DATA SECTION:
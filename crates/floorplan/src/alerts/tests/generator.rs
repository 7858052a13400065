use std::sync::{Arc, Mutex};
use std::time::Duration as StdDuration;

use chrono::Duration;
use rust_decimal_macros::dec;

use super::common::*;
use crate::alerts::domain::{AlertDraft, AlertScope, AlertSeverity, AlertType};
use crate::alerts::store::AlertStore;
use crate::alerts::{AlertGenerator, NotificationDispatcher};
use crate::clock::{Clock, FixedClock};
use crate::ledger::domain::AccountId;
use crate::store::InMemoryStore;

#[test]
fn run_reflects_current_ledger_state() {
    let (harness, fresh, stale) = seeded();

    let summary = harness.generator.run().expect("run");

    assert_eq!(summary.units_evaluated, 2);
    assert_eq!(summary.accounts_evaluated, 1);
    assert_eq!(summary.alerts_generated, 3);
    assert_eq!(summary.failures, 0);

    let mut expected = vec![
        (
            AlertScope::Unit(fresh.id),
            AlertType::CurtailmentUpcoming,
            AlertSeverity::Warning,
        ),
        (
            AlertScope::Unit(stale.id),
            AlertType::AgingInventory,
            AlertSeverity::Critical,
        ),
        (
            AlertScope::Account(fresh.account_id),
            AlertType::CreditLimitWarning,
            AlertSeverity::Warning,
        ),
    ];
    expected.sort();
    assert_eq!(open_alert_keys(&harness.store), expected);
}

#[test]
fn rerunning_without_ledger_changes_is_idempotent() {
    let (harness, _, _) = seeded();

    harness.generator.run().expect("first run");
    let first = open_alert_keys(&harness.store);
    let second_summary = harness.generator.run().expect("second run");
    let second = open_alert_keys(&harness.store);

    assert_eq!(first, second);
    assert_eq!(second_summary.alerts_generated, 3);
    assert_eq!(
        harness.store.alerts(&dealer(), true).expect("alerts").len(),
        3
    );
}

#[test]
fn cycle_accrues_interest_and_flags_overdue_units_before_evaluating() {
    let (harness, _, stale) = seeded();

    let summary = harness.generator.run_cycle(true).expect("cycle");

    let accrual = summary.interest_accrual.expect("accrual ran");
    assert_eq!(accrual.units_flagged_past_due, 1);
    let keys = open_alert_keys(&harness.store);
    assert!(keys.contains(&(
        AlertScope::Unit(stale.id),
        AlertType::CurtailmentPastDue,
        AlertSeverity::Critical
    )));
    assert!(keys.contains(&(
        AlertScope::Unit(stale.id),
        AlertType::HighInterest,
        AlertSeverity::Warning
    )));

    let unit = harness.ledger.get_unit(stale.id).expect("unit");
    assert!(unit.is_past_due);
    assert_eq!(unit.current_balance, stale.current_balance);
}

#[test]
fn run_without_accrual_never_mutates_the_ledger() {
    let (harness, fresh, stale) = seeded();

    harness.generator.run_cycle(false).expect("cycle");

    assert_eq!(harness.ledger.get_unit(fresh.id).expect("unit"), fresh);
    assert_eq!(harness.ledger.get_unit(stale.id).expect("unit"), stale);
}

#[test]
fn dismissed_alerts_are_purged_and_condition_is_raised_again() {
    let (harness, _, stale) = seeded();
    harness.generator.run().expect("run");
    let aging = harness
        .inbox
        .list(&dealer(), false)
        .expect("list")
        .into_iter()
        .find(|alert| alert.scope == AlertScope::Unit(stale.id))
        .expect("aging alert");
    harness.inbox.dismiss(aging.id).expect("dismiss");

    let summary = harness.generator.run().expect("rerun");

    assert_eq!(summary.alerts_purged, 1);
    assert!(harness.store.alert(aging.id).expect("lookup").is_none());
    let replacement = harness
        .inbox
        .list(&dealer(), true)
        .expect("list")
        .into_iter()
        .filter(|alert| alert.scope == AlertScope::Unit(stale.id))
        .collect::<Vec<_>>();
    assert_eq!(replacement.len(), 1);
    assert!(!replacement[0].is_dismissed);
}

#[test]
fn alerts_older_than_retention_are_purged() {
    let harness = harness();
    let now = FixedClock::new(today()).now();
    let draft = || AlertDraft {
        dealer_id: dealer(),
        scope: AlertScope::Account(AccountId::new()),
        alert_type: AlertType::CreditLimitWarning,
        severity: AlertSeverity::Warning,
        title: "Credit line 85% utilized".to_string(),
        message: "Northpoint Commercial line has $15000.00 available.".to_string(),
        due_date: None,
        amount: None,
    };
    let old = draft().into_alert(now - Duration::days(8));
    let recent = draft().into_alert(now - Duration::days(6));
    harness.store.insert_alert(old.clone()).expect("insert");
    harness.store.insert_alert(recent.clone()).expect("insert");

    let summary = harness.generator.run().expect("run");

    assert_eq!(summary.alerts_purged, 1);
    assert!(harness.store.alert(old.id).expect("lookup").is_none());
    assert!(harness.store.alert(recent.id).expect("lookup").is_some());
}

#[test]
fn failing_scope_is_counted_and_the_run_continues() {
    let (harness, fresh, stale) = seeded();
    let alerts = Arc::new(FlakyAlerts {
        inner: InMemoryStore::new(),
        failing_scope: Mutex::new(Some(AlertScope::Unit(fresh.id))),
    });
    let generator = AlertGenerator::new(harness.ledger.clone(), Arc::clone(&alerts));

    let summary = generator.run().expect("run");

    assert_eq!(summary.failures, 1);
    assert_eq!(summary.alerts_generated, 2);
    let scopes: Vec<AlertScope> = alerts
        .alerts(&dealer(), false)
        .expect("alerts")
        .into_iter()
        .map(|alert| alert.scope)
        .collect();
    assert!(scopes.contains(&AlertScope::Unit(stale.id)));
    assert!(!scopes.contains(&AlertScope::Unit(fresh.id)));
}

#[tokio::test]
async fn only_critical_alerts_are_dispatched() {
    let (harness, _, stale) = seeded();
    let notifier = Arc::new(RecordingNotifier::default());
    let generator = harness
        .generator
        .clone()
        .with_dispatcher(NotificationDispatcher::spawn(Arc::clone(&notifier)));

    generator.run().expect("run");
    tokio::time::sleep(StdDuration::from_millis(20)).await;

    let delivered = notifier.delivered.lock().unwrap();
    assert_eq!(delivered.len(), 1);
    assert_eq!(delivered[0].scope, AlertScope::Unit(stale.id));
    assert_eq!(delivered[0].alert_type, AlertType::AgingInventory);
}

#[tokio::test]
async fn standing_critical_conditions_notify_once_and_escalations_notify_again() {
    let (harness, _, stale) = seeded();
    let notifier = Arc::new(RecordingNotifier::default());
    let generator = harness
        .generator
        .clone()
        .with_dispatcher(NotificationDispatcher::spawn(Arc::clone(&notifier)));

    generator.run().expect("first run");
    generator.run().expect("second run");
    tokio::time::sleep(StdDuration::from_millis(20)).await;
    {
        let delivered = notifier.delivered.lock().unwrap();
        assert_eq!(delivered.len(), 1);
        assert_eq!(delivered[0].scope, AlertScope::Unit(stale.id));
    }

    let account = harness
        .ledger
        .accounts(Some(&dealer()), None)
        .expect("accounts")
        .remove(0)
        .account;
    floor(&harness.ledger, &account, "lst-extra", dec!(6000), date(2025, 4, 28));
    generator.run().expect("escalated run");
    generator.run().expect("steady run");
    tokio::time::sleep(StdDuration::from_millis(20)).await;

    let delivered = notifier.delivered.lock().unwrap();
    assert_eq!(delivered.len(), 2);
    assert_eq!(delivered[1].scope, AlertScope::Account(account.id));
    assert_eq!(delivered[1].alert_type, AlertType::CreditLimitWarning);
}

EXERCISE INSTRUCTIONS: Word for word, transcribe the complete listing.

TASK RESULT:
filename crates/floorplan/src/alerts/tests/generator.rs
repository 7858052a13400065
use std::sync::{Arc, Mutex};
use std::time::Duration as StdDuration;

use chrono::Duration;
use rust_decimal_macros::dec;

use super::common::*;
use crate::alerts::domain::{AlertDraft, AlertScope, AlertSeverity, AlertType};
use crate::alerts::store::AlertStore;
use crate::alerts::{AlertGenerator, NotificationDispatcher};
use crate::clock::{Clock, FixedClock};
use crate::ledger::domain::AccountId;
use crate::store::InMemoryStore;

#[test]
fn run_reflects_current_ledger_state() {
    let (harness, fresh, stale) = seeded();

    let summary = harness.generator.run().expect("run");

    assert_eq!(summary.units_evaluated, 2);
    assert_eq!(summary.accounts_evaluated, 1);
    assert_eq!(summary.alerts_generated, 3);
    assert_eq!(summary.failures, 0);

    let mut expected = vec![
        (
            AlertScope::Unit(fresh.id),
            AlertType::CurtailmentUpcoming,
            AlertSeverity::Warning,
        ),
        (
            AlertScope::Unit(stale.id),
            AlertType::AgingInventory,
            AlertSeverity::Critical,
        ),
        (
            AlertScope::Account(fresh.account_id),
            AlertType::CreditLimitWarning,
            AlertSeverity::Warning,
        ),
    ];
    expected.sort();
    assert_eq!(open_alert_keys(&harness.store), expected);
}

#[test]
fn rerunning_without_ledger_changes_is_idempotent() {
    let (harness, _, _) = seeded();

    harness.generator.run().expect("first run");
    let first = open_alert_keys(&harness.store);
    let second_summary = harness.generator.run().expect("second run");
    let second = open_alert_keys(&harness.store);

    assert_eq!(first, second);
    assert_eq!(second_summary.alerts_generated, 3);
    assert_eq!(
        harness.store.alerts(&dealer(), true).expect("alerts").len(),
        3
    );
}

#[test]
fn cycle_accrues_interest_and_flags_overdue_units_before_evaluating() {
    let (harness, _, stale) = seeded();

    let summary = harness.generator.run_cycle(true).expect("cycle");

    let accrual = summary.interest_accrual.expect("accrual ran");
    assert_eq!(accrual.units_flagged_past_due, 1);
    let keys = open_alert_keys(&harness.store);
    assert!(keys.contains(&(
        AlertScope::Unit(stale.id),
        AlertType::CurtailmentPastDue,
        AlertSeverity::Critical
    )));
    assert!(keys.contains(&(
        AlertScope::Unit(stale.id),
        AlertType::HighInterest,
        AlertSeverity::Warning
    )));

    let unit = harness.ledger.get_unit(stale.id).expect("unit");
    assert!(unit.is_past_due);
    assert_eq!(unit.current_balance, stale.current_balance);
}

#[test]
fn run_without_accrual_never_mutates_the_ledger() {
    let (harness, fresh, stale) = seeded();

    harness.generator.run_cycle(false).expect("cycle");

    assert_eq!(harness.ledger.get_unit(fresh.id).expect("unit"), fresh);
    assert_eq!(harness.ledger.get_unit(stale.id).expect("unit"), stale);
}

#[test]
fn dismissed_alerts_are_purged_and_condition_is_raised_again() {
    let (harness, _, stale) = seeded();
    harness.generator.run().expect("run");
    let aging = harness
        .inbox
        .list(&dealer(), false)
        .expect("list")
        .into_iter()
        .find(|alert| alert.scope == AlertScope::Unit(stale.id))
        .expect("aging alert");
    harness.inbox.dismiss(aging.id).expect("dismiss");

    let summary = harness.generator.run().expect("rerun");

    assert_eq!(summary.alerts_purged, 1);
    assert!(harness.store.alert(aging.id).expect("lookup").is_none());
    let replacement = harness
        .inbox
        .list(&dealer(), true)
        .expect("list")
        .into_iter()
        .filter(|alert| alert.scope == AlertScope::Unit(stale.id))
        .collect::<Vec<_>>();
    assert_eq!(replacement.len(), 1);
    assert!(!replacement[0].is_dismissed);
}

#[test]
fn alerts_older_than_retention_are_purged() {
    let harness = harness();
    let now = FixedClock::new(today()).now();
    let draft = || AlertDraft {
        dealer_id: dealer(),
        scope: AlertScope::Account(AccountId::new()),
        alert_type: AlertType::CreditLimitWarning,
        severity: AlertSeverity::Warning,
        title: "Credit line 85% utilized".to_string(),
        message: "Northpoint Commercial line has $15000.00 available.".to_string(),
        due_date: None,
        amount: None,
    };
    let old = draft().into_alert(now - Duration::days(8));
    let recent = draft().into_alert(now - Duration::days(6));
    harness.store.insert_alert(old.clone()).expect("insert");
    harness.store.insert_alert(recent.clone()).expect("insert");

    let summary = harness.generator.run().expect("run");

    assert_eq!(summary.alerts_purged, 1);
    assert!(harness.store.alert(old.id).expect("lookup").is_none());
    assert!(harness.store.alert(recent.id).expect("lookup").is_some());
}

#[test]
fn failing_scope_is_counted_and_the_run_continues() {
    let (harness, fresh, stale) = seeded();
    let alerts = Arc::new(FlakyAlerts {
        inner: InMemoryStore::new(),
        failing_scope: Mutex::new(Some(AlertScope::Unit(fresh.id))),
    });
    let generator = AlertGenerator::new(harness.ledger.clone(), Arc::clone(&alerts));

    let summary = generator.run().expect("run");

    assert_eq!(summary.failures, 1);
    assert_eq!(summary.alerts_generated, 2);
    let scopes: Vec<AlertScope> = alerts
        .alerts(&dealer(), false)
        .expect("alerts")
        .into_iter()
        .map(|alert| alert.scope)
        .collect();
    assert!(scopes.contains(&AlertScope::Unit(stale.id)));
    assert!(!scopes.contains(&AlertScope::Unit(fresh.id)));
}

#[tokio::test]
async fn only_critical_alerts_are_dispatched() {
    let (harness, _, stale) = seeded();
    let notifier = Arc::new(RecordingNotifier::default());
    let generator = harness
        .generator
        .clone()
        .with_dispatcher(NotificationDispatcher::spawn(Arc::clone(&notifier)));

    generator.run().expect("run");
    tokio::time::sleep(StdDuration::from_millis(20)).await;

    let delivered = notifier.delivered.lock().unwrap();
    assert_eq!(delivered.len(), 1);
    assert_eq!(delivered[0].scope, AlertScope::Unit(stale.id));
    assert_eq!(delivered[0].alert_type, AlertType::AgingInventory);
}

#[tokio::test]
async fn standing_critical_conditions_notify_once_and_escalations_notify_again() {
    let (harness, _, stale) = seeded();
    let notifier = Arc::new(RecordingNotifier::default());
    let generator = harness
        .generator
        .clone()
        .with_dispatcher(NotificationDispatcher::spawn(Arc::clone(&notifier)));

    generator.run().expect("first run");
    generator.run().expect("second run");
    tokio::time::sleep(StdDuration::from_millis(20)).await;
    {
        let delivered = notifier.delivered.lock().unwrap();
        assert_eq!(delivered.len(), 1);
        assert_eq!(delivered[0].scope, AlertScope::Unit(stale.id));
    }

    let account = harness
        .ledger
        .accounts(Some(&dealer()), None)
        .expect("accounts")
        .remove(0)
        .account;
    floor(&harness.ledger, &account, "lst-extra", dec!(6000), date(2025, 4, 28));
    generator.run().expect("escalated run");
    generator.run().expect("steady run");
    tokio::time::sleep(StdDuration::from_millis(20)).await;

    let delivered = notifier.delivered.lock().unwrap();
    assert_eq!(delivered.len(), 2);
    assert_eq!(delivered[1].scope, AlertScope::Account(account.id));
    assert_eq!(delivered[1].alert_type, AlertType::CreditLimitWarning);
}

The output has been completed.